Pruneta-Deloche_2005_J.Clin.Endocrinol.Metab_90_3995

CONTEXT: Sporadic hyperchylomicronemia (type V hyperlipoproteinemia) results from complex interactions between genetic and environmental factors that often remain unknown. DESIGN: Upon investigation of a patient suffering from recurrent hypertriglyceridemic pancreatitis without family history or conventional secondary cause of dyslipidemia, we identified a previously unreported nonsense heterozygous lipoprotein lipase (LPL) gene mutation S172fsX179 associated with an antihuman LPL IgG. RESULTS: This autoantibody partially inhibited wild-type LPL activity in vitro.

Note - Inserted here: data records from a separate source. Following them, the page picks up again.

use sqlx::PgPool;
use thiserror::Error;
use uuid::Uuid;

use crate::core::time::primitive_now_utc;
use crate::db::models::Lecture;
use crate::db::types::LectureStatus;
use crate::repositories;
use crate::repositories::lectures::{CreateLecture, StoredFile};
use crate::services::publishing::{self, PublishRejection};
use crate::services::storage::StorageService;

#[derive(Debug, Error)]
pub(crate) enum LectureError {
    #[error("lecture not found")]
    NotFound,
    #[error("file storage is not configured")]
    StorageUnavailable,
    #[error("{0}")]
    Rejected(PublishRejection),
    #[error("storage error: {0}")]
    Storage(anyhow::Error),
    #[error(transparent)]
    Database(#[from] sqlx::Error),
}

/// A file taken from a multipart upload, already checked against the size
/// and extension limits.
#[derive(Debug, Clone)]
pub(crate) struct LectureUpload {
    pub(crate) filename: String,
    pub(crate) extension: String,
    pub(crate) bytes: Vec<u8>,
}

pub(crate) fn sanitized_filename(name: &str) -> String {
    let sanitized: String = name
        .chars()
        .filter(|c| c.is_ascii_alphanumeric() || *c == '.' || *c == '_' || *c == '-')
        .collect();

    if sanitized.is_empty() {
        "upload".to_string()
    } else {
        sanitized
    }
}

/// Lowercased extension without the dot.
pub(crate) fn file_extension(filename: &str) -> Option<String> {
    let (stem, ext) = filename.rsplit_once('.')?;
    if stem.is_empty() || ext.is_empty() {
        return None;
    }
    Some(ext.to_ascii_lowercase())
}

pub(crate) fn content_type_for(extension: &str) -> &'static str {
    match extension {
        "pdf" => "application/pdf",
        "docx" => "application/vnd.openxmlformats-officedocument.wordprocessingml.document",
        "pptx" => "application/vnd.openxmlformats-officedocument.presentationml.presentation",
        "txt" => "text/plain",
        "zip" => "application/zip",
        _ => "application/octet-stream",
    }
}

pub(crate) fn object_key(subject_id: &str, extension: &str) -> String {
    format!("lectures/{subject_id}/{}.{extension}", Uuid::new_v4())
}

struct StoredObject {
    key: String,
    original_filename: String,
    content_type: &'static str,
    size: i64,
    sha256: String,
}

impl StoredObject {
    fn as_file(&self) -> StoredFile<'_> {
        StoredFile {
            file_path: &self.key,
            original_filename: &self.original_filename,
            content_type: self.content_type,
            file_size: self.size,
            file_sha256: &self.sha256,
        }
    }
}

async fn store(
    storage: &StorageService,
    subject_id: &str,
    upload: LectureUpload,
) -> Result<StoredObject, LectureError> {
    let key = object_key(subject_id, &upload.extension);
    let content_type = content_type_for(&upload.extension);
    let uploaded = storage
        .upload_bytes(&key, content_type, upload.bytes)
        .await
        .map_err(LectureError::Storage)?;

    tracing::info!(key = %key, size = uploaded.size, "Lecture file stored");

    Ok(StoredObject {
        key,
        original_filename: sanitized_filename(&upload.filename),
        content_type,
        size: uploaded.size,
        sha256: uploaded.sha256,
    })
}

async fn discard(storage: &StorageService, key: &str) {
    if let Err(err) = storage.delete_object(key).await {
        tracing::error!(error = %err, key = %key, "Failed to remove orphaned lecture file");
    }
}

/// The object is written before the row; a failed row write removes it again.
pub(crate) async fn create_lecture(
    pool: &PgPool,
    storage: Option<&StorageService>,
    subject_id: &str,
    title: &str,
    status: LectureStatus,
    upload: Option<LectureUpload>,
) -> Result<Lecture, LectureError> {
    publishing::evaluate_lecture(status, upload.is_some()).map_err(LectureError::Rejected)?;

    let stored = match upload {
        Some(upload) => {
            let storage = storage.ok_or(LectureError::StorageUnavailable)?;
            Some((storage, store(storage, subject_id, upload).await?))
        }
        None => None,
    };

    let lecture_id = Uuid::new_v4().to_string();
    let result = repositories::lectures::create(
        pool,
        CreateLecture {
            id: &lecture_id,
            subject_id,
            title,
            status,
            file: stored.as_ref().map(|(_, object)| object.as_file()),
            now: primitive_now_utc(),
        },
    )
    .await;

    match result {
        Ok(lecture) => {
            tracing::info!(
                lecture_id = %lecture.id,
                subject_id = %subject_id,
                has_file = lecture.has_file(),
                "Lecture created"
            );
            Ok(lecture)
        }
        Err(err) => {
            if let Some((storage, object)) = &stored {
                discard(storage, &object.key).await;
            }
            Err(err.into())
        }
    }
}

/// Attaches a new file; the previous object is removed once the row points
/// at the new one.
pub(crate) async fn replace_file(
    pool: &PgPool,
    storage: Option<&StorageService>,
    lecture_id: &str,
    upload: LectureUpload,
) -> Result<Lecture, LectureError> {
    let storage = storage.ok_or(LectureError::StorageUnavailable)?;
    let lecture = repositories::lectures::find_by_id(pool, lecture_id)
        .await?
        .ok_or(LectureError::NotFound)?;

    let object = store(storage, &lecture.subject_id, upload).await?;

    let previous = match swap_file(pool, lecture_id, &object).await {
        Ok(Some(previous)) => previous,
        Ok(None) => {
            discard(storage, &object.key).await;
            return Err(LectureError::NotFound);
        }
        Err(err) => {
            discard(storage, &object.key).await;
            return Err(err.into());
        }
    };

    if let Some(old_key) = previous.file_path.filter(|old| *old != object.key) {
        storage.delete_best_effort(&[old_key]).await;
    }

    tracing::info!(lecture_id = %lecture_id, key = %object.key, "Lecture file replaced");

    repositories::lectures::find_by_id(pool, lecture_id).await?.ok_or(LectureError::NotFound)
}

async fn swap_file(
    pool: &PgPool,
    lecture_id: &str,
    object: &StoredObject,
) -> Result<Option<Lecture>, sqlx::Error> {
    let mut tx = pool.begin().await?;
    let Some(previous) = repositories::lectures::lock_by_id(&mut *tx, lecture_id).await? else {
        return Ok(None);
    };
    repositories::lectures::replace_file(&mut *tx, lecture_id, &object.as_file(), primitive_now_utc())
        .await?;
    tx.commit().await?;
    Ok(Some(previous))
}

/// Removes the row under the subject lock, then drops the stored object.
pub(crate) async fn delete_lecture(
    pool: &PgPool,
    storage: Option<&StorageService>,
    lecture_id: &str,
) -> Result<Lecture, LectureError> {
    let lecture = repositories::lectures::find_by_id(pool, lecture_id)
        .await?
        .ok_or(LectureError::NotFound)?;

    let mut tx = pool.begin().await?;
    repositories::subjects::lock_by_id(&mut *tx, &lecture.subject_id).await?;
    let deleted = repositories::lectures::delete(&mut *tx, lecture_id)
        .await?
        .ok_or(LectureError::NotFound)?;
    tx.commit().await?;

    if let (Some(storage), Some(key)) = (storage, deleted.file_path.clone()) {
        storage.delete_best_effort(&[key]).await;
    }

    tracing::info!(lecture_id = %lecture_id, subject_id = %deleted.subject_id, "Lecture deleted");
    Ok(deleted)
}

#[cfg(test)]
mod tests {
    use super::*;

    #[test]
    fn sanitized_filename_keeps_safe_characters() {
        assert_eq!(sanitized_filename("Лекция 1 (intro).pdf"), "1intro.pdf");
        assert_eq!(sanitized_filename("week_02-notes.pptx"), "week_02-notes.pptx");
        assert_eq!(sanitized_filename("???"), "upload");
    }

    #[test]
    fn file_extension_is_lowercased() {
        assert_eq!(file_extension("Notes.PDF").as_deref(), Some("pdf"));
        assert_eq!(file_extension("archive.tar.zip").as_deref(), Some("zip"));
        assert_eq!(file_extension("README"), None);
        assert_eq!(file_extension(".hidden"), None);
        assert_eq!(file_extension("trailing."), None);
    }

    #[test]
    fn object_keys_are_unique_per_upload() {
        let first = object_key("subj-1", "pdf");
        let second = object_key("subj-1", "pdf");
        assert!(first.starts_with("lectures/subj-1/"));
        assert!(first.ends_with(".pdf"));
        assert_ne!(first, second);
    }

    #[test]
    fn content_types_cover_allowed_extensions() {
        assert_eq!(content_type_for("pdf"), "application/pdf");
        assert_eq!(content_type_for("txt"), "text/plain");
        assert_eq!(content_type_for("exe"), "application/octet-stream");
    }
}
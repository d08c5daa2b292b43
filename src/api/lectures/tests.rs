use crate::db::types::{LectureStatus, SubjectStatus, UserRole};
use crate::test_support;
use axum::http::{Method, StatusCode};
use serde_json::json;
use tower::ServiceExt;

#[tokio::test]
async fn lecture_without_file_is_created_hidden_and_cannot_be_published() {
    let Some(ctx) = test_support::setup_test_context().await else {
        return;
    };
    let db = ctx.state.db();

    let teacher =
        test_support::insert_user(db, "teacher@example.com", "Teacher", UserRole::Teacher).await;
    let subject = test_support::insert_subject(db, "Algebra", SubjectStatus::Hidden).await;
    test_support::assign_teacher(db, &subject.id, &teacher.id).await;
    let token = test_support::bearer_token(&teacher, ctx.state.settings());

    let response = ctx
        .app
        .clone()
        .oneshot(test_support::multipart_request(
            Method::POST,
            &format!("/api/v1/subjects/{}/lectures", subject.id),
            &token,
            &[("title", "  Week 1  ")],
            None,
        ))
        .await
        .expect("create lecture");

    let status = response.status();
    let created = test_support::read_json(response).await;
    assert_eq!(status, StatusCode::CREATED, "response: {created}");
    assert_eq!(created["title"], "Week 1");
    assert_eq!(created["status"], "hidden");
    assert_eq!(created["has_file"], false);
    let lecture_id = created["id"].as_str().expect("lecture id").to_string();

    let response = ctx
        .app
        .clone()
        .oneshot(test_support::json_request(
            Method::PUT,
            &format!("/api/v1/lectures/{lecture_id}/status"),
            Some(&token),
            Some(json!({ "status": "published" })),
        ))
        .await
        .expect("publish lecture");
    let status = response.status();
    let body = test_support::read_json(response).await;
    assert_eq!(status, StatusCode::OK, "response: {body}");
    assert_eq!(body["accepted"], false);
    assert_eq!(body["status"], "hidden");
    assert_eq!(body["unmet"], json!(["lecture_has_no_file"]));

    let response = ctx
        .app
        .oneshot(test_support::json_request(
            Method::GET,
            &format!("/api/v1/lectures/{lecture_id}/download"),
            Some(&token),
            None,
        ))
        .await
        .expect("download lecture");
    assert_eq!(response.status(), StatusCode::NOT_FOUND);
}

#[tokio::test]
async fn lecture_created_as_published_without_file_is_rejected() {
    let Some(ctx) = test_support::setup_test_context().await else {
        return;
    };
    let db = ctx.state.db();

    let admin = test_support::insert_user(db, "admin@example.com", "Admin", UserRole::Admin).await;
    let subject = test_support::insert_subject(db, "Algebra", SubjectStatus::Hidden).await;
    let token = test_support::bearer_token(&admin, ctx.state.settings());

    let response = ctx
        .app
        .oneshot(test_support::multipart_request(
            Method::POST,
            &format!("/api/v1/subjects/{}/lectures", subject.id),
            &token,
            &[("title", "Week 1"), ("status", "published")],
            None,
        ))
        .await
        .expect("create lecture");

    let status = response.status();
    let body = test_support::read_json(response).await;
    assert_eq!(status, StatusCode::BAD_REQUEST, "response: {body}");
    assert!(body["detail"].as_str().expect("detail").contains("no attached file"));
}

#[tokio::test]
async fn upload_checks_extension_size_and_storage() {
    let Some(ctx) = test_support::setup_test_context().await else {
        return;
    };
    let db = ctx.state.db();

    let admin = test_support::insert_user(db, "admin@example.com", "Admin", UserRole::Admin).await;
    let subject = test_support::insert_subject(db, "Algebra", SubjectStatus::Hidden).await;
    let token = test_support::bearer_token(&admin, ctx.state.settings());
    let uri = format!("/api/v1/subjects/{}/lectures", subject.id);

    let response = ctx
        .app
        .clone()
        .oneshot(test_support::multipart_request(
            Method::POST,
            &uri,
            &token,
            &[("title", "Installer")],
            Some(("setup.exe", b"MZ")),
        ))
        .await
        .expect("bad extension");
    assert_eq!(response.status(), StatusCode::BAD_REQUEST);

    let oversized = vec![b'a'; 1024 * 1024 + 16];
    let response = ctx
        .app
        .clone()
        .oneshot(test_support::multipart_request(
            Method::POST,
            &uri,
            &token,
            &[("title", "Huge")],
            Some(("huge.txt", &oversized)),
        ))
        .await
        .expect("oversized upload");
    assert_eq!(response.status(), StatusCode::PAYLOAD_TOO_LARGE);

    let response = ctx
        .app
        .clone()
        .oneshot(test_support::multipart_request(
            Method::POST,
            &uri,
            &token,
            &[("title", "Notes")],
            Some(("notes.pdf", b"%PDF-1.4")),
        ))
        .await
        .expect("upload without storage");
    assert_eq!(response.status(), StatusCode::SERVICE_UNAVAILABLE);

    let response = ctx
        .app
        .oneshot(test_support::json_request(
            Method::GET,
            &uri,
            Some(&token),
            None,
        ))
        .await
        .expect("list lectures");
    let listed = test_support::read_json(response).await;
    assert!(listed.as_array().expect("array").is_empty(), "rejected uploads leave no rows");
}

#[tokio::test]
async fn students_only_see_published_lectures_of_published_subjects() {
    let Some(ctx) = test_support::setup_test_context().await else {
        return;
    };
    let db = ctx.state.db();

    let student =
        test_support::insert_user(db, "student@example.com", "Student", UserRole::Student).await;
    let group = test_support::insert_group(db, "G").await;
    test_support::assign_group(db, &student.id, &group.id).await;

    let published = test_support::insert_subject(db, "Algebra", SubjectStatus::Published).await;
    let draft = test_support::insert_subject(db, "Biology", SubjectStatus::Draft).await;
    test_support::enroll_group(db, &published.id, &group.id).await;
    test_support::enroll_group(db, &draft.id, &group.id).await;

    let visible =
        test_support::insert_lecture(db, &published.id, "Intro", LectureStatus::Published, true)
            .await;
    let hidden =
        test_support::insert_lecture(db, &published.id, "Draft", LectureStatus::Hidden, true).await;
    let in_draft_subject =
        test_support::insert_lecture(db, &draft.id, "Cells", LectureStatus::Published, true).await;

    let token = test_support::bearer_token(&student, ctx.state.settings());

    let response = ctx
        .app
        .clone()
        .oneshot(test_support::json_request(
            Method::GET,
            &format!("/api/v1/lectures/{}", visible.id),
            Some(&token),
            None,
        ))
        .await
        .expect("get visible lecture");
    assert_eq!(response.status(), StatusCode::OK);

    for lecture_id in [&hidden.id, &in_draft_subject.id] {
        let response = ctx
            .app
            .clone()
            .oneshot(test_support::json_request(
                Method::GET,
                &format!("/api/v1/lectures/{lecture_id}"),
                Some(&token),
                None,
            ))
            .await
            .expect("get invisible lecture");
        assert_eq!(response.status(), StatusCode::NOT_FOUND);
    }

    let response = ctx
        .app
        .clone()
        .oneshot(test_support::json_request(
            Method::GET,
            &format!("/api/v1/subjects/{}/lectures", published.id),
            Some(&token),
            None,
        ))
        .await
        .expect("list lectures");
    let listed = test_support::read_json(response).await;
    let ids: Vec<&str> =
        listed.as_array().expect("array").iter().filter_map(|l| l["id"].as_str()).collect();
    assert_eq!(ids, vec![visible.id.as_str()]);

    let response = ctx
        .app
        .oneshot(test_support::json_request(
            Method::GET,
            &format!("/api/v1/lectures/{}/download", visible.id),
            Some(&token),
            None,
        ))
        .await
        .expect("download without storage");
    assert_eq!(response.status(), StatusCode::SERVICE_UNAVAILABLE);
}

#[tokio::test]
async fn teacher_renames_and_deletes_lecture() {
    let Some(ctx) = test_support::setup_test_context().await else {
        return;
    };
    let db = ctx.state.db();

    let teacher =
        test_support::insert_user(db, "teacher@example.com", "Teacher", UserRole::Teacher).await;
    let stranger =
        test_support::insert_user(db, "stranger@example.com", "Stranger", UserRole::Teacher).await;
    let subject = test_support::insert_subject(db, "Algebra", SubjectStatus::Hidden).await;
    test_support::assign_teacher(db, &subject.id, &teacher.id).await;
    let lecture =
        test_support::insert_lecture(db, &subject.id, "Intro", LectureStatus::Hidden, false).await;
    let uri = format!("/api/v1/lectures/{}", lecture.id);

    let stranger_token = test_support::bearer_token(&stranger, ctx.state.settings());
    let response = ctx
        .app
        .clone()
        .oneshot(test_support::json_request(
            Method::PATCH,
            &uri,
            Some(&stranger_token),
            Some(json!({ "title": "Taken over" })),
        ))
        .await
        .expect("stranger rename");
    assert_eq!(response.status(), StatusCode::FORBIDDEN);

    let token = test_support::bearer_token(&teacher, ctx.state.settings());
    let response = ctx
        .app
        .clone()
        .oneshot(test_support::json_request(
            Method::PATCH,
            &uri,
            Some(&token),
            Some(json!({ "title": "Introduction" })),
        ))
        .await
        .expect("rename");
    let status = response.status();
    let body = test_support::read_json(response).await;
    assert_eq!(status, StatusCode::OK, "response: {body}");
    assert_eq!(body["title"], "Introduction");

    let response = ctx
        .app
        .clone()
        .oneshot(test_support::json_request(Method::DELETE, &uri, Some(&token), None))
        .await
        .expect("delete");
    assert_eq!(response.status(), StatusCode::NO_CONTENT);

    let response = ctx
        .app
        .oneshot(test_support::json_request(Method::GET, &uri, Some(&token), None))
        .await
        .expect("get deleted");
    assert_eq!(response.status(), StatusCode::NOT_FOUND);
}
use time::{format_description::well_known::Rfc3339, OffsetDateTime, PrimitiveDateTime};

/// Timestamps are stored as naive UTC.
pub(crate) fn primitive_now_utc() -> PrimitiveDateTime {
    let now = OffsetDateTime::now_utc();
    PrimitiveDateTime::new(now.date(), now.time())
}

pub(crate) fn format_primitive(value: PrimitiveDateTime) -> String {
    value.assume_utc().format(&Rfc3339).unwrap_or_else(|_| value.assume_utc().to_string())
}

pub(crate) fn format_optional(value: Option<PrimitiveDateTime>) -> Option<String> {
    value.map(format_primitive)
}

/// Whole seconds from `from` to `to`; negative when `to` precedes `from`.
pub(crate) fn elapsed_seconds(from: PrimitiveDateTime, to: PrimitiveDateTime) -> i64 {
    (to - from).whole_seconds()
}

Furthermore, the patient's plasma triglyceride concentrations were efficiently decreased under immunosuppressive treatment, and this was confirmed by sequential withdrawal/reintroduction tests. CONCLUSIONS: We consider that this unique combination of a genetic defect and an autoimmune disease results in chronic major hypertriglyceridemia. Because immunosuppressive treatment can improve this dyslipidemia, assessment of anti-LPL autoantibody is worthwhile in unmanageable chronic major hypertriglyceridemia, even in the presence of a heterozygous LPL deficiency.